Beginning with the line that contains "filename src/tests/test_config.rs" in the material below, print each line exactly until the line that contains "for (toml, field)" has been printed, then stop.
** THE DATA follows **
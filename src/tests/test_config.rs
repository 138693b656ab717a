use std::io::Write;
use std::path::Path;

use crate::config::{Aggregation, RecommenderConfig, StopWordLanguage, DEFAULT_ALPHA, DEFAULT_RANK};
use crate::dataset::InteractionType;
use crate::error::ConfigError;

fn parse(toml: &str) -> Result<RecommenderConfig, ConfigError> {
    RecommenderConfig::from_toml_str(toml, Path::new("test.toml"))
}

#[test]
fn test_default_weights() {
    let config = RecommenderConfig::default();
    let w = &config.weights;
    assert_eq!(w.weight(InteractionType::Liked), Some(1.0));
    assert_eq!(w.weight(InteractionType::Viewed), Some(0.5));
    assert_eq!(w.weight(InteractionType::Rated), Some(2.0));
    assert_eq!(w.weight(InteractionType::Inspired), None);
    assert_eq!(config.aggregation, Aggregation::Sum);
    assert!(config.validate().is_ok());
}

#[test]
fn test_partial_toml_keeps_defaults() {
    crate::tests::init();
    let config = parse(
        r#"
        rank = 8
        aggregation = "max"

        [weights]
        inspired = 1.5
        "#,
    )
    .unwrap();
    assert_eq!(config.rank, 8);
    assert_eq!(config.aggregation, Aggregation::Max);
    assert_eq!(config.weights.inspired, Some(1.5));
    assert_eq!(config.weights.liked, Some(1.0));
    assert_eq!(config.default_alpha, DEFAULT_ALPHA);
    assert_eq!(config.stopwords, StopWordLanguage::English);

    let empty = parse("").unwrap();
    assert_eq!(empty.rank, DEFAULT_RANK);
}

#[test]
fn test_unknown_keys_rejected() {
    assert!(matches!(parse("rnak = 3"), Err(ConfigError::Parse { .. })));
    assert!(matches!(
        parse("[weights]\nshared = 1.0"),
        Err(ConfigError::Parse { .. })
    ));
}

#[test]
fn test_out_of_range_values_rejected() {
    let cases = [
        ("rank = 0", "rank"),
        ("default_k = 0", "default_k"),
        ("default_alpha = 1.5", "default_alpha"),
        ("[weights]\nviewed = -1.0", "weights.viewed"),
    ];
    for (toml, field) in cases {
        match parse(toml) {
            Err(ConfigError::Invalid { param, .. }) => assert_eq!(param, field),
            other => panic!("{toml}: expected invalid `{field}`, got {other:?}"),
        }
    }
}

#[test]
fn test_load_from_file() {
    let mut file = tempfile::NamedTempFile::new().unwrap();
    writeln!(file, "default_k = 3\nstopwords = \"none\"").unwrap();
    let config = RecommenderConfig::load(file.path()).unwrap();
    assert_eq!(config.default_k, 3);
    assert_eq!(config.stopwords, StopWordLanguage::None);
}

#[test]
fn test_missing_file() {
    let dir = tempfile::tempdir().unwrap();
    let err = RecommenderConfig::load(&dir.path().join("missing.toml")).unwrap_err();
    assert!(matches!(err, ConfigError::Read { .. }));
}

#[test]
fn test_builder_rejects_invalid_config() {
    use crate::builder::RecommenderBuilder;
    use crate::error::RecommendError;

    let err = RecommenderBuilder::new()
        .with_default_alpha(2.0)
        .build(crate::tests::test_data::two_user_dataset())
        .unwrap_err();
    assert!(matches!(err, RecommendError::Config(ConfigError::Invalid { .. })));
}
** End of THE DATA **
** THE DATA follows **
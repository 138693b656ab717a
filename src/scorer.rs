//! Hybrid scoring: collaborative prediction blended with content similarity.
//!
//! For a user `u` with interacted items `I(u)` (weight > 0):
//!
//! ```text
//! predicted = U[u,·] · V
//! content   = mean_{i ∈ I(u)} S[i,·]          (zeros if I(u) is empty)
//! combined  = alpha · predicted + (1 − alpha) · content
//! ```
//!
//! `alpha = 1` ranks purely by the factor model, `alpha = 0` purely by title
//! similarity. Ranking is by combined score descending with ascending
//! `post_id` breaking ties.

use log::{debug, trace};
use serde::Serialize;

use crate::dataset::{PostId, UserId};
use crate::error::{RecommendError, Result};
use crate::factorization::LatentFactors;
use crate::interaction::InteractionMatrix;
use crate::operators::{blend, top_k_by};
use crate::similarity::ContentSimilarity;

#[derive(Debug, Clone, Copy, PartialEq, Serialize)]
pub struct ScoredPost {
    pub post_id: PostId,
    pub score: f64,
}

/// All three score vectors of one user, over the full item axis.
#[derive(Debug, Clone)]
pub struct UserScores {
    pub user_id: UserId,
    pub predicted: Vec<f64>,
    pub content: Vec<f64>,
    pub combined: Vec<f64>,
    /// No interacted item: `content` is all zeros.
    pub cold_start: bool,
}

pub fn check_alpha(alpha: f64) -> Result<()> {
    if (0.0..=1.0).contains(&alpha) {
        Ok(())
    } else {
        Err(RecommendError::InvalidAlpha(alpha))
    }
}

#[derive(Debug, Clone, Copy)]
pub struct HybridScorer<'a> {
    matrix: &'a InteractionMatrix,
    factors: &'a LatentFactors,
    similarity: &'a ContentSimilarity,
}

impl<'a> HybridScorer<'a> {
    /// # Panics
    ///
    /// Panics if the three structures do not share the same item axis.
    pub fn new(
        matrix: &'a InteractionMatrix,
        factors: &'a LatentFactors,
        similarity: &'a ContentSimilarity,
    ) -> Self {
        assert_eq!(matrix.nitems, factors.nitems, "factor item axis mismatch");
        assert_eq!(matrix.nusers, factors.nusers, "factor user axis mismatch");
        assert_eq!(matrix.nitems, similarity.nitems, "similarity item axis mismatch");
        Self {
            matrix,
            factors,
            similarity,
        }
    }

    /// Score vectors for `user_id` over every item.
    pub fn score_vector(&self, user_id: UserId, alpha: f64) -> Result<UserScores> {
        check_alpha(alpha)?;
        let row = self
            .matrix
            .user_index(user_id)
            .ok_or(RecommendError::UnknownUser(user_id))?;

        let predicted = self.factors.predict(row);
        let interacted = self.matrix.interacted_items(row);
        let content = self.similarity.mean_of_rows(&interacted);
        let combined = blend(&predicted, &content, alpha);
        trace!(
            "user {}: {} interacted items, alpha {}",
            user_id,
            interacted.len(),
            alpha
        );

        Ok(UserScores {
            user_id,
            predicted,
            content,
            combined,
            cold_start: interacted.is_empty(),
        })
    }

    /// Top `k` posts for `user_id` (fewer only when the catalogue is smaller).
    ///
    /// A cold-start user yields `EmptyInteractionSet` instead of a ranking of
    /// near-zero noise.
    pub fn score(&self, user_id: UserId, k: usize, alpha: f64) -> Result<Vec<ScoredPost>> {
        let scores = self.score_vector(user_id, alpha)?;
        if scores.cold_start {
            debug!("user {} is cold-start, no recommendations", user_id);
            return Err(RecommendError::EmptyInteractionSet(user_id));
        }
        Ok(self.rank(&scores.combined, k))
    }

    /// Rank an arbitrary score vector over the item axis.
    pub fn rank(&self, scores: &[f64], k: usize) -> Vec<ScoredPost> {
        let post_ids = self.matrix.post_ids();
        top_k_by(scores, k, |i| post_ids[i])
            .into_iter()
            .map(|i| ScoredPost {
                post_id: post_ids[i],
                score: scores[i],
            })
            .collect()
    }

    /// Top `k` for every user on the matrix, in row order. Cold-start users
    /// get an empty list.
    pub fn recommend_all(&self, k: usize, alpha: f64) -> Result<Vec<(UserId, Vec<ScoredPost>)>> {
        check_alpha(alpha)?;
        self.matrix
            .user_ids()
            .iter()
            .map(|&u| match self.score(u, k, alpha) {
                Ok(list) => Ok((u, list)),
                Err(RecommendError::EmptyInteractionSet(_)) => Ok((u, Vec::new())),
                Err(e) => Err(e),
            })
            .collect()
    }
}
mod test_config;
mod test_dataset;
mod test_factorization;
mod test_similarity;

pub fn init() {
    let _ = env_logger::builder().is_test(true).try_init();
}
** End of THE DATA **
** THE DATA follows **
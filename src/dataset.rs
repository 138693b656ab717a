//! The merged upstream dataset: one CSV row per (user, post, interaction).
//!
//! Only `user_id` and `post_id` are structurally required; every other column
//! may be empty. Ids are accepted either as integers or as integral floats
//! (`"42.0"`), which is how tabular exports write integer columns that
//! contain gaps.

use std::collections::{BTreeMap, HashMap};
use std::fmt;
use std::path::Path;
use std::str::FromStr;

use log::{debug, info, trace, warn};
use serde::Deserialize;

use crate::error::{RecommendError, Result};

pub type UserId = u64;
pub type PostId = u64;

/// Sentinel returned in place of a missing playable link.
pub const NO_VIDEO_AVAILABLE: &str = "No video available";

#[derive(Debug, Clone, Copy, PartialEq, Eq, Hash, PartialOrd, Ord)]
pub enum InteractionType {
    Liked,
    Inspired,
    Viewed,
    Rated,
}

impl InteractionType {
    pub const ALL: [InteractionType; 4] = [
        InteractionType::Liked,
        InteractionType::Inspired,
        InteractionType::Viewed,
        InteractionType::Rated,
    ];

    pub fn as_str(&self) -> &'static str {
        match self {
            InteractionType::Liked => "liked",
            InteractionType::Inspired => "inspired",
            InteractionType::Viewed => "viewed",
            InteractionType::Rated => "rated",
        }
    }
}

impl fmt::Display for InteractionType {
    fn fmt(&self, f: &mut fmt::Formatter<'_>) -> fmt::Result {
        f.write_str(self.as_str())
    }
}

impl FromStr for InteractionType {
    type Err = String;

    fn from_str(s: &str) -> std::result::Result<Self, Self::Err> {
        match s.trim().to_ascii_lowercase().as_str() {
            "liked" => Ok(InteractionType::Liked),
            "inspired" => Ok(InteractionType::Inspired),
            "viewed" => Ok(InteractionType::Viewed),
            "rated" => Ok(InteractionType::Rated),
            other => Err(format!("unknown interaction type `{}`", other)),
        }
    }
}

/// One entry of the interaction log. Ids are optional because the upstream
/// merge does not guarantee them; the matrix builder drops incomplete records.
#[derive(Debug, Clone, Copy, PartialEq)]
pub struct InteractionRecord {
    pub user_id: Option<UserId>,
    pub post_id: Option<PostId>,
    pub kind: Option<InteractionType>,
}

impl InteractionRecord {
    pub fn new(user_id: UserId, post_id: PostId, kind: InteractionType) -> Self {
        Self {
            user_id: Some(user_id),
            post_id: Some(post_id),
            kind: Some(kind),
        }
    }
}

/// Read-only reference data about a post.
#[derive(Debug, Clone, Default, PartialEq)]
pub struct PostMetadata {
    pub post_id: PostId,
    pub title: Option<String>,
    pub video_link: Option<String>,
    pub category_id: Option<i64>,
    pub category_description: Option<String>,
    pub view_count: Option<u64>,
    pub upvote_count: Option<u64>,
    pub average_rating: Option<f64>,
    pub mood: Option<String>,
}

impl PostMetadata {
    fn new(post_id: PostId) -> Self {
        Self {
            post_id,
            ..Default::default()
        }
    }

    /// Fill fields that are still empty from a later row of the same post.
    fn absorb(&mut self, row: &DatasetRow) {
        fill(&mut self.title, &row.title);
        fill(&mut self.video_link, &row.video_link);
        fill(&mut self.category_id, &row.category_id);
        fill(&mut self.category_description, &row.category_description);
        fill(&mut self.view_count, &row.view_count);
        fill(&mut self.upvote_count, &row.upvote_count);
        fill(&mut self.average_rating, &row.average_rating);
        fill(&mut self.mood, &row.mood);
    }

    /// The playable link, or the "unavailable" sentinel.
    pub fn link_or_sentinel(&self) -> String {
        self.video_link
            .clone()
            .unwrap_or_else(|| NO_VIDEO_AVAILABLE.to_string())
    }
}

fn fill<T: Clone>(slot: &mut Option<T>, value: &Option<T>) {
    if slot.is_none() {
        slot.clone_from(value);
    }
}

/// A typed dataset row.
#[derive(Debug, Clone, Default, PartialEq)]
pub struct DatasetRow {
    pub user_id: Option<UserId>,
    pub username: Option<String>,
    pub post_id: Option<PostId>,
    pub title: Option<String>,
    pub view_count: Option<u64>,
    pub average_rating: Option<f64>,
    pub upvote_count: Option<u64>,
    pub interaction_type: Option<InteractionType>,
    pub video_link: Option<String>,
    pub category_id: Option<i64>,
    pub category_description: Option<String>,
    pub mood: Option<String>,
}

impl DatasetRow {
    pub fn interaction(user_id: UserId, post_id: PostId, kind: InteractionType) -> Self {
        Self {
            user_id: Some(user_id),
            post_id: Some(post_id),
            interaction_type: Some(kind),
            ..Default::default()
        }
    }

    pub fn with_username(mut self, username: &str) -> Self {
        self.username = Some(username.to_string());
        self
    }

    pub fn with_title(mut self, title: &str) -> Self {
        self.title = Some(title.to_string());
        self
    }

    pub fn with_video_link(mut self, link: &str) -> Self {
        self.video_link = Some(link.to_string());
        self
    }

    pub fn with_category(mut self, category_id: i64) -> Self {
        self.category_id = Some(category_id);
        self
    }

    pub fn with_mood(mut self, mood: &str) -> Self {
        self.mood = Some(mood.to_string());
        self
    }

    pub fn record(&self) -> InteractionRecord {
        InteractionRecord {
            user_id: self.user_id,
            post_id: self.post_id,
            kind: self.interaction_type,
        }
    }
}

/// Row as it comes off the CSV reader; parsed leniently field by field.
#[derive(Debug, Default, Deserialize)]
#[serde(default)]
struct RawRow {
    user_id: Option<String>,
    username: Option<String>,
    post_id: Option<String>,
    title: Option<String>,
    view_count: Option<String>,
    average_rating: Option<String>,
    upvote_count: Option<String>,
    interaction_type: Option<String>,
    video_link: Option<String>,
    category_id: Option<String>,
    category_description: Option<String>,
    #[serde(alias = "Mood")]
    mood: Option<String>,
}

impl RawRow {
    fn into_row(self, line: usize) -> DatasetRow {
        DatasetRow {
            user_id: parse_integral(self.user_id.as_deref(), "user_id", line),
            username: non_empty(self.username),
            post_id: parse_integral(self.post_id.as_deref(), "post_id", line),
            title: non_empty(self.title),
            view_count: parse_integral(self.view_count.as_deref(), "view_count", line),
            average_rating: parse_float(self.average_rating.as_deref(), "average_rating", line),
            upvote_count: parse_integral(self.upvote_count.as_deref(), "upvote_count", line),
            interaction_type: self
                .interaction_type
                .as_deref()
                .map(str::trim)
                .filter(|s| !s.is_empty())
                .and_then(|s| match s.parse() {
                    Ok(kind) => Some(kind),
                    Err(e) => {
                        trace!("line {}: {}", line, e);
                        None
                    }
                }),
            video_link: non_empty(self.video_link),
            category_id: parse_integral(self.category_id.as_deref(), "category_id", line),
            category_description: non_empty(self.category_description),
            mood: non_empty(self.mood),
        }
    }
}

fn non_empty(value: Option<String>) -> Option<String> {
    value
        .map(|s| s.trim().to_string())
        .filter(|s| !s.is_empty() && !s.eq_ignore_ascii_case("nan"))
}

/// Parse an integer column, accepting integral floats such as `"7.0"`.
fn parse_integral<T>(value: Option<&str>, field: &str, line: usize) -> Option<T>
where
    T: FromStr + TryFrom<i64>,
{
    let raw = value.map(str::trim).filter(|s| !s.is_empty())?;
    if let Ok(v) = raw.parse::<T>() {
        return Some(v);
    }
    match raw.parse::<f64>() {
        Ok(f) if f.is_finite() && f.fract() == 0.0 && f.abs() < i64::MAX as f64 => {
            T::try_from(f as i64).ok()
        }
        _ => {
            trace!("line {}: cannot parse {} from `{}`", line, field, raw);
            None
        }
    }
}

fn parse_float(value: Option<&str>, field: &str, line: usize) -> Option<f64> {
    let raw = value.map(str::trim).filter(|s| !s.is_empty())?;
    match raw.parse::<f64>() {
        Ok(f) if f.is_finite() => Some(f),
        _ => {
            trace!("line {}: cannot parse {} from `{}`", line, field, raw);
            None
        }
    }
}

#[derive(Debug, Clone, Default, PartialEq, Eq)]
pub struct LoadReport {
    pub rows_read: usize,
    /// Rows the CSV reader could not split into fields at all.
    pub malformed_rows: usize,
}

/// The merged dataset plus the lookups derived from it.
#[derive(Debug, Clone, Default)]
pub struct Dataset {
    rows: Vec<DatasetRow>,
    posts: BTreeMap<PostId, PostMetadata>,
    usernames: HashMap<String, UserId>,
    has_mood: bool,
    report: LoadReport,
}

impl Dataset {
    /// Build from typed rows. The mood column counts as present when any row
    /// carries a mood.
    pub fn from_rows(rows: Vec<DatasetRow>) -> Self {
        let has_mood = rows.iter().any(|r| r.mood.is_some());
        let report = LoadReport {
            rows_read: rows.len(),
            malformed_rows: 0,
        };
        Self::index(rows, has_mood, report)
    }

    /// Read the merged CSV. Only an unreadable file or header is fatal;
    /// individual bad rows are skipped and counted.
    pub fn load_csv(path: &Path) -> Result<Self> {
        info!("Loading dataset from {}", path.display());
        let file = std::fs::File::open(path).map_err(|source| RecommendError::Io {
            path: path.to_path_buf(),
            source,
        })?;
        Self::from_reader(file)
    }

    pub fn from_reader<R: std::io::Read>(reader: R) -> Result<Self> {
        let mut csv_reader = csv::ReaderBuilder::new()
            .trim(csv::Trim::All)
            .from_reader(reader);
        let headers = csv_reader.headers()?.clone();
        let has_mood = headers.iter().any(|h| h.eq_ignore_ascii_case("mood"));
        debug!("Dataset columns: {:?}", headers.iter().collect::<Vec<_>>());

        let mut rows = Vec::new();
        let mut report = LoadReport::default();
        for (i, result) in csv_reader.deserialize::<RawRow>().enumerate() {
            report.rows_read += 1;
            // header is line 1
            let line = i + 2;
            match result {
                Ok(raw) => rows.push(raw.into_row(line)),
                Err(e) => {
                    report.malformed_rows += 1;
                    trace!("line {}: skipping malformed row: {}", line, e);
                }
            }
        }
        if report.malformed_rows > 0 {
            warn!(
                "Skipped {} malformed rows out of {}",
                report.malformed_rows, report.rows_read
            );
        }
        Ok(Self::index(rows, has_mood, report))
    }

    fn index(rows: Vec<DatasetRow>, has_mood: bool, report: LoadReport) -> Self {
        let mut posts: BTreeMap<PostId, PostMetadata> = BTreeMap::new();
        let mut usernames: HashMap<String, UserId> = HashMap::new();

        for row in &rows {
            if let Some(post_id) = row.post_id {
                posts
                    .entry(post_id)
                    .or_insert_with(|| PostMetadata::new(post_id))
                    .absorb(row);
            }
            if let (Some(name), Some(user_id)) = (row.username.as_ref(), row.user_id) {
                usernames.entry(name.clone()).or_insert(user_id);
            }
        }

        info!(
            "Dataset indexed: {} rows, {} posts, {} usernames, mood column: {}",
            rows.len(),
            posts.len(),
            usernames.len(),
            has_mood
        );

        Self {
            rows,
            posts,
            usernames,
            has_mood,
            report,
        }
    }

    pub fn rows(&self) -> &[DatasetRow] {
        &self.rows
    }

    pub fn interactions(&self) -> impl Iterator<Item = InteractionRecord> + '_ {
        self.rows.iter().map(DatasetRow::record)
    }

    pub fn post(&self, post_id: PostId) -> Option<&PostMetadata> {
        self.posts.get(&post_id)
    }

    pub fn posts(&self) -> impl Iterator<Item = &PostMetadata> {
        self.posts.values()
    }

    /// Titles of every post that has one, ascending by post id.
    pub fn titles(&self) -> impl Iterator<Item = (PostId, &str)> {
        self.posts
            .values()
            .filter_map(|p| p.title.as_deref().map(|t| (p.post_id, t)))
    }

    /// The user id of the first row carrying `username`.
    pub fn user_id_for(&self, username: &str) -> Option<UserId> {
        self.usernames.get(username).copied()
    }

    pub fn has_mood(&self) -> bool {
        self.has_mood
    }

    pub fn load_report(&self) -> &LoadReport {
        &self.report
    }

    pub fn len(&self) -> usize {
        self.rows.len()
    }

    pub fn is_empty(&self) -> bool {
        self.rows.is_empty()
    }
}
** End of THE DATA **
● TASK SOLUTION
filename src/tests/test_config.rs
repository 138693b656ab717a
use std::io::Write;
use std::path::Path;

use crate::config::{Aggregation, RecommenderConfig, StopWordLanguage, DEFAULT_ALPHA, DEFAULT_RANK};
use crate::dataset::InteractionType;
use crate::error::ConfigError;

fn parse(toml: &str) -> Result<RecommenderConfig, ConfigError> {
    RecommenderConfig::from_toml_str(toml, Path::new("test.toml"))
}

#[test]
fn test_default_weights() {
    let config = RecommenderConfig::default();
    let w = &config.weights;
    assert_eq!(w.weight(InteractionType::Liked), Some(1.0));
    assert_eq!(w.weight(InteractionType::Viewed), Some(0.5));
    assert_eq!(w.weight(InteractionType::Rated), Some(2.0));
    assert_eq!(w.weight(InteractionType::Inspired), None);
    assert_eq!(config.aggregation, Aggregation::Sum);
    assert!(config.validate().is_ok());
}

#[test]
fn test_partial_toml_keeps_defaults() {
    crate::tests::init();
    let config = parse(
        r#"
        rank = 8
        aggregation = "max"

        [weights]
        inspired = 1.5
        "#,
    )
    .unwrap();
    assert_eq!(config.rank, 8);
    assert_eq!(config.aggregation, Aggregation::Max);
    assert_eq!(config.weights.inspired, Some(1.5));
    assert_eq!(config.weights.liked, Some(1.0));
    assert_eq!(config.default_alpha, DEFAULT_ALPHA);
    assert_eq!(config.stopwords, StopWordLanguage::English);

    let empty = parse("").unwrap();
    assert_eq!(empty.rank, DEFAULT_RANK);
}

#[test]
fn test_unknown_keys_rejected() {
    assert!(matches!(parse("rnak = 3"), Err(ConfigError::Parse { .. })));
    assert!(matches!(
        parse("[weights]\nshared = 1.0"),
        Err(ConfigError::Parse { .. })
    ));
}

#[test]
fn test_out_of_range_values_rejected() {
    let cases = [
        ("rank = 0", "rank"),
        ("default_k = 0", "default_k"),
        ("default_alpha = 1.5", "default_alpha"),
        ("[weights]\nviewed = -1.0", "weights.viewed"),
    ];
    for (toml, field) in cases {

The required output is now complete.